I won’t be able to lift my head or arms, sometimes my brain will shut down, and I won’t even know who I am or that I am.

Jennifer Brea
Eventually, Brea was diagnosed with myalgic encephalomyelitis (ME), commonly called chronic fatigue syndrome (CFS), a complex, disabling condition that often starts with a flu-like virus. Because doctors don’t know what causes ME/CFS, there’s no cure or approved treatment for it, and patients have to learn how to cope with the overwhelming fatigue, problems with sleep, pain, and dizziness. Brea, as anyone would, started googling.
She uncovered an online community of people all over the world living with the same illness and struggling to be seen. Anywhere between 836,000 to 2.5 million Americans suffer from ME/CFS, but most of them have not been diagnosed, according to the CDC. And among adults, ME/CFS affects women more than men.

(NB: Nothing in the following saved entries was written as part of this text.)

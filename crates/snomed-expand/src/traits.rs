//! Traits at the seams between the orchestrator and its collaborators.
//!
//! The orchestrator owns no network, document or UI code. Collaborators plug
//! in through three traits:
//!
//! - [`ExpansionClient`] performs the remote descendant lookup.
//! - [`ProgressReporter`] receives progress updates on the aggregating thread.
//! - [`CodeMappingSource`] builds the local code mapping table.
//!
//! # Example: a client backed by an in-memory hierarchy
//!
//! ```
//! use snomed_expand::{
//!     CancellationToken, ChildConcept, ClientError, ExpansionClient, ExpansionResult,
//! };
//! use std::collections::HashMap;
//!
//! struct StaticClient {
//!     children: HashMap<String, Vec<ChildConcept>>,
//! }
//!
//! impl ExpansionClient for StaticClient {
//!     fn expand(
//!         &self,
//!         code: &str,
//!         _include_inactive: bool,
//!         _cancel: &CancellationToken,
//!     ) -> Result<ExpansionResult, ClientError> {
//!         let children = self
//!             .children
//!             .get(code)
//!             .cloned()
//!             .ok_or_else(|| ClientError::NotFound(code.to_string()))?;
//!         Ok(ExpansionResult::success(code, code, children))
//!     }
//! }
//! ```

use crate::cancel::CancellationToken;
use crate::error::{ClientError, ExpandResult};
use crate::mapping::CodeMappingTable;
use crate::types::ExpansionResult;

/// A remote terminology service that can expand a code to its descendants.
///
/// Implementations are shared by all workers of a run, so they must be
/// `Send + Sync`. Each call is made on a worker thread and should rely on its
/// own request timeout; the orchestrator never interrupts a call.
pub trait ExpansionClient: Send + Sync {
    /// Checks that the client can make calls (credentials, endpoint).
    ///
    /// Called once on the calling thread before any worker starts. An error
    /// aborts the run synchronously.
    fn prepare(&self) -> Result<(), ClientError> {
        Ok(())
    }

    /// Expands `code` to its descendants.
    ///
    /// `cancel` is cancelled when the run stops waiting for this call.
    fn expand(
        &self,
        code: &str,
        include_inactive: bool,
        cancel: &CancellationToken,
    ) -> Result<ExpansionResult, ClientError>;
}

/// Receives progress updates during a run.
///
/// Only ever invoked from the aggregating thread, so implementations may
/// touch single-threaded presentation state.
pub trait ProgressReporter {
    /// Reports that `completed` of `total` dispatched candidates have finished.
    fn report_progress(&mut self, completed: usize, total: usize);
}

impl<F> ProgressReporter for F
where
    F: FnMut(usize, usize),
{
    fn report_progress(&mut self, completed: usize, total: usize) {
        self(completed, total)
    }
}

/// A progress reporter that discards every update.
#[derive(Debug, Default, Clone, Copy)]
pub struct NoProgress;

impl ProgressReporter for NoProgress {
    fn report_progress(&mut self, _completed: usize, _total: usize) {}
}

/// Builds the code mapping table for one uploaded document.
pub trait CodeMappingSource {
    /// Loads the external code → local identifier table.
    fn load_code_mapping_table(&self) -> ExpandResult<CodeMappingTable>;
}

Brea wanted to open people's eyes to the illness, and make a film that served as a "rally cry" for anyone living with it who can't advocate for themselves. "I had always turned to novels and stories to understand what I was going through, and explain my experience to myself," she says. "When this happened to me, I suddenly felt like I didn’t have a story, and a profound sense of loneliness, isolation came from that." While bedridden, Brea directed a documentary, called Unrest, which premiered at Sundance Film Festival and won a Special Jury Prize for editing. The reaction from within the ME/CFS community, Brea says, has been overwhelming.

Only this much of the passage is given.